----- RECORDS SUPPLIED

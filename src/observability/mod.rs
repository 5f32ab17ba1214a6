//! Observability subsystem.
//!
//! # Data Flow
//! ```text
//! Admission middleware, sweeper, startup:
//!     → logging.rs (structured tracing events)
//!     → metrics.rs (decision counters, store gauges)
//!
//! Consumers:
//!     → stdout (pretty or JSON)
//!     → Prometheus scrape endpoint (optional)
//! ```
//!
//! # Design Decisions
//! - Structured fields (key, category, tier) rather than formatted strings
//! - Metrics are cheap (atomic increments) and safe to call when no
//!   recorder is installed

pub mod logging;
pub mod metrics;
//! Configuration schema definitions.
//!
//! This module defines the complete configuration structure for the governor.
//! All types derive Serde traits for deserialization from config files.

use std::collections::BTreeMap;

use serde::{Deserialize, Serialize};

use crate::policy::{Algorithm, EndpointCategory};

/// Root configuration.
#[derive(Debug, Clone, Deserialize, Serialize, Default)]
#[serde(default)]
pub struct GovernorConfig {
    /// Listener configuration for the demo server.
    pub listener: ListenerConfig,

    /// Identity resolution settings.
    pub identity: IdentityConfig,

    /// Per-category policy overrides.
    pub policies: PoliciesConfig,

    /// Window store maintenance.
    pub store: StoreConfig,

    /// Observability settings.
    pub observability: ObservabilityConfig,
}

/// Listener configuration.
#[derive(Debug, Clone, Deserialize, Serialize)]
#[serde(default)]
pub struct ListenerConfig {
    /// Bind address (e.g., "0.0.0.0:8080").
    pub bind_address: String,

    /// Request timeout in seconds.
    pub request_timeout_secs: u64,
}

impl Default for ListenerConfig {
    fn default() -> Self {
        Self {
            bind_address: "0.0.0.0:8080".to_string(),
            request_timeout_secs: 30,
        }
    }
}

/// How a caller identity is derived from request metadata.
#[derive(Debug, Clone, Deserialize, Serialize)]
#[serde(default)]
pub struct IdentityConfig {
    /// Read client addresses from `X-Forwarded-For` / `X-Real-IP`.
    pub trust_forwarded_headers: bool,

    /// Use the socket peer address when no forwarded header is usable.
    pub fallback_to_peer_addr: bool,

    /// Bearer tokens accepted by the static verifier.
    pub tokens: Vec<StaticTokenConfig>,
}

impl Default for IdentityConfig {
    fn default() -> Self {
        Self {
            trust_forwarded_headers: true,
            fallback_to_peer_addr: true,
            tokens: Vec::new(),
        }
    }
}

/// A single bearer token known to the static verifier.
#[derive(Debug, Clone, Deserialize, Serialize)]
pub struct StaticTokenConfig {
    pub token: String,
    pub subject: String,
    #[serde(default)]
    pub admin: bool,
}

/// `[policies.<category>]` tables keyed by category name.
pub type PoliciesConfig = BTreeMap<EndpointCategory, PolicyConfig>;

/// Override for one category. Unset fields fall back to the built-in table.
///
/// Numbers are signed so that negative values reach validation instead of
/// failing inside the TOML parser with a less useful message.
#[derive(Debug, Clone, Deserialize, Serialize)]
#[serde(default)]
pub struct PolicyConfig {
    /// `false` leaves the category unrestricted.
    pub enabled: bool,

    pub algorithm: Algorithm,

    pub window_ms: Option<i64>,

    pub max_requests: Option<i64>,

    /// Token bucket only; defaults to `max_requests`.
    pub capacity: Option<i64>,

    /// Token bucket only; defaults to `max_requests / window`.
    pub refill_per_second: Option<f64>,
}

impl Default for PolicyConfig {
    fn default() -> Self {
        Self {
            enabled: true,
            algorithm: Algorithm::default(),
            window_ms: None,
            max_requests: None,
            capacity: None,
            refill_per_second: None,
        }
    }
}

/// Window store maintenance.
#[derive(Debug, Clone, Deserialize, Serialize)]
#[serde(default)]
pub struct StoreConfig {
    /// Interval between background prune passes, in seconds.
    pub prune_interval_secs: u64,
}

impl Default for StoreConfig {
    fn default() -> Self {
        Self {
            prune_interval_secs: 60,
        }
    }
}

/// Log output format.
#[derive(Debug, Clone, Copy, PartialEq, Eq, Default, Deserialize, Serialize)]
#[serde(rename_all = "lowercase")]
pub enum LogFormat {
    #[default]
    Pretty,
    Json,
}

/// Observability configuration.
#[derive(Debug, Clone, Deserialize, Serialize)]
#[serde(default)]
pub struct ObservabilityConfig {
    /// Log level (trace, debug, info, warn, error).
    pub log_level: String,

    pub log_format: LogFormat,

    /// Enable metrics endpoint.
    pub metrics_enabled: bool,

    /// Metrics endpoint bind address.
    pub metrics_address: String,
}

impl Default for ObservabilityConfig {
    fn default() -> Self {
        Self {
            log_level: "info".to_string(),
            log_format: LogFormat::default(),
            metrics_enabled: false,
            metrics_address: "0.0.0.0:9090".to_string(),
        }
    }
}

#[cfg(test)]
mod tests {
    use super::*;

    #[test]
    fn test_empty_document_uses_defaults() {
        let config: GovernorConfig = toml::from_str("").unwrap();
        assert_eq!(config.listener.bind_address, "0.0.0.0:8080");
        assert!(config.policies.is_empty());
        assert_eq!(config.store.prune_interval_secs, 60);
        assert!(config.identity.trust_forwarded_headers);
    }

    #[test]
    fn test_policy_sections_parse_by_category_name() {
        let raw = r#"
            [policies.password-reset]
            algorithm = "sliding_log"
            window_ms = 1800000

            [policies.public]
            algorithm = "token_bucket"
            capacity = 50
            refill_per_second = 2.5

            [[identity.tokens]]
            token = "t-1"
            subject = "42"
            admin = true
        "#;
        let config: GovernorConfig = toml::from_str(raw).unwrap();

        let reset = &config.policies[&EndpointCategory::PasswordReset];
        assert_eq!(reset.algorithm, Algorithm::SlidingLog);
        assert_eq!(reset.window_ms, Some(1_800_000));
        assert!(reset.enabled);

        let public = &config.policies[&EndpointCategory::Public];
        assert_eq!(public.capacity, Some(50));
        assert_eq!(public.refill_per_second, Some(2.5));

        assert_eq!(config.identity.tokens.len(), 1);
        assert!(config.identity.tokens[0].admin);
    }

    #[test]
    fn test_unknown_category_is_rejected() {
        let raw = r#"
            [policies.logn]
            max_requests = 1
        "#;
        assert!(toml::from_str::<GovernorConfig>(raw).is_err());
    }
}
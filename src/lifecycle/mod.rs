//! Lifecycle management subsystem.
//!
//! # Data Flow
//! ```text
//! Startup (main.rs):
//!     Load config → Validate → Build Admission → Spawn sweeper → Serve
//!
//! Shutdown (shutdown.rs):
//!     Ctrl-C → broadcast → server drains, sweeper stops → Exit
//!
//! Maintenance (sweeper.rs):
//!     every prune_interval → WindowStore::prune(now)
//! ```
//!
//! # Design Decisions
//! - Fail fast: any startup error is fatal
//! - Background tasks observe the same shutdown broadcast as the server

pub mod shutdown;
pub mod sweeper;

pub use shutdown::Shutdown;
pub use sweeper::spawn_sweeper;
//! Configuration validation.
//!
//! Semantic checks that serde cannot express. Returns every error found,
//! not just the first; a config that fails here must stop startup.

use std::collections::HashSet;
use std::net::SocketAddr;

use thiserror::Error;

use crate::config::schema::GovernorConfig;
use crate::policy::{EndpointCategory, PolicyError, PolicyTable};

/// A single semantic defect in the configuration.
#[derive(Debug, Clone, PartialEq, Error)]
pub enum ValidationError {
    #[error("policy `{category}`: {source}")]
    Policy {
        category: EndpointCategory,
        #[source]
        source: PolicyError,
    },

    #[error("invalid listener.bind_address `{0}`")]
    BindAddress(String),

    #[error("invalid observability.metrics_address `{0}`")]
    MetricsAddress(String),

    #[error("store.prune_interval_secs must be positive")]
    PruneInterval,

    #[error("identity token for subject `{0}` is declared more than once")]
    DuplicateToken(String),

    #[error("identity token for subject `{0}` is empty")]
    EmptyToken(String),
}

/// Validate a parsed configuration.
pub fn validate_config(config: &GovernorConfig) -> Result<(), Vec<ValidationError>> {
    let mut errors = Vec::new();

    if let Err(policy_errors) = PolicyTable::from_config(&config.policies) {
        errors.extend(
            policy_errors
                .into_iter()
                .map(|(category, source)| ValidationError::Policy { category, source }),
        );
    }

    if config.listener.bind_address.parse::<SocketAddr>().is_err() {
        errors.push(ValidationError::BindAddress(
            config.listener.bind_address.clone(),
        ));
    }

    if config.observability.metrics_enabled
        && config
            .observability
            .metrics_address
            .parse::<SocketAddr>()
            .is_err()
    {
        errors.push(ValidationError::MetricsAddress(
            config.observability.metrics_address.clone(),
        ));
    }

    if config.store.prune_interval_secs == 0 {
        errors.push(ValidationError::PruneInterval);
    }

    let mut seen = HashSet::new();
    for entry in &config.identity.tokens {
        if entry.token.is_empty() {
            errors.push(ValidationError::EmptyToken(entry.subject.clone()));
        } else if !seen.insert(entry.token.as_str()) {
            errors.push(ValidationError::DuplicateToken(entry.subject.clone()));
        }
    }

    if errors.is_empty() {
        Ok(())
    } else {
        Err(errors)
    }
}
//! Result of a single admission check.

/// Allow/deny outcome plus the quota metadata reported to the client.
///
/// Recomputed on every check and never stored.
#[derive(Debug, Clone, Copy, PartialEq, Eq)]
pub struct AdmissionDecision {
    pub allowed: bool,
    /// Configured quota or bucket capacity.
    pub limit: u32,
    pub remaining: u32,
    /// Epoch milliseconds at which the caller's quota is restored.
    pub reset_at_ms: u64,
}

impl AdmissionDecision {
    pub fn allowed(limit: u32, remaining: u32, reset_at_ms: u64) -> Self {
        Self {
            allowed: true,
            limit,
            remaining,
            reset_at_ms,
        }
    }

    pub fn denied(limit: u32, reset_at_ms: u64) -> Self {
        Self {
            allowed: false,
            limit,
            remaining: 0,
            reset_at_ms,
        }
    }

    /// Milliseconds the caller should wait, zero if the reset already passed.
    pub fn retry_after_ms(&self, now_ms: u64) -> u64 {
        self.reset_at_ms.saturating_sub(now_ms)
    }
}
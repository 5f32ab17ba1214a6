//! Metrics collection and exposition.
//!
//! # Metrics
//! - `rate_governor_decisions_total` (counter): by category, tier, outcome
//! - `rate_governor_store_faults_total` (counter): by category
//! - `rate_governor_store_records` (gauge): live records after the last prune
//! - `rate_governor_pruned_records_total` (counter)

use std::net::SocketAddr;

use metrics::{counter, gauge};
use metrics_exporter_prometheus::{BuildError, PrometheusBuilder};

use crate::policy::{EndpointCategory, Tier};

/// Outcome label for a decision.
#[derive(Debug, Clone, Copy, PartialEq, Eq)]
pub enum Outcome {
    Allowed,
    Rejected,
    Unrestricted,
    FailedOpen,
}

impl Outcome {
    pub fn as_str(&self) -> &'static str {
        match self {
            Outcome::Allowed => "allowed",
            Outcome::Rejected => "rejected",
            Outcome::Unrestricted => "unrestricted",
            Outcome::FailedOpen => "failed_open",
        }
    }
}

/// Install the Prometheus recorder and its scrape listener.
pub fn init_metrics(addr: SocketAddr) -> Result<(), BuildError> {
    PrometheusBuilder::new().with_http_listener(addr).install()?;
    tracing::info!(address = %addr, "Metrics endpoint listening");
    Ok(())
}

pub fn record_decision(category: EndpointCategory, tier: Tier, outcome: Outcome) {
    counter!(
        "rate_governor_decisions_total",
        "category" => category.as_str(),
        "tier" => tier.as_str(),
        "outcome" => outcome.as_str()
    )
    .increment(1);
}

pub fn record_store_fault(category: EndpointCategory) {
    counter!("rate_governor_store_faults_total", "category" => category.as_str()).increment(1);
}

pub fn record_prune(removed: usize, remaining: usize) {
    counter!("rate_governor_pruned_records_total").increment(removed as u64);
    gauge!("rate_governor_store_records").set(remaining as f64);
}
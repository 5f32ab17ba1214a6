//! Configuration management subsystem.
//!
//! # Data Flow
//! ```text
//! config file (TOML)
//!     → loader.rs (parse & deserialize)
//!     → validation.rs (semantic checks)
//!     → GovernorConfig (validated, immutable)
//!     → PolicyTable / IdentityResolver built once at startup
//! ```
//!
//! # Design Decisions
//! - Config is immutable once loaded; limits never change while running
//! - All fields have defaults to allow minimal configs
//! - Validation separates syntactic (serde) from semantic checks

pub mod loader;
pub mod schema;
pub mod validation;

pub use loader::{load_config, parse_config, ConfigError};
pub use schema::{
    GovernorConfig, IdentityConfig, ListenerConfig, LogFormat, ObservabilityConfig,
    PoliciesConfig, PolicyConfig, StaticTokenConfig, StoreConfig,
};
pub use validation::{validate_config, ValidationError};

----------

• PROMPT: Report how many lines in the material contain "than". Write the number and stop.

• ANSWER SECTION: 2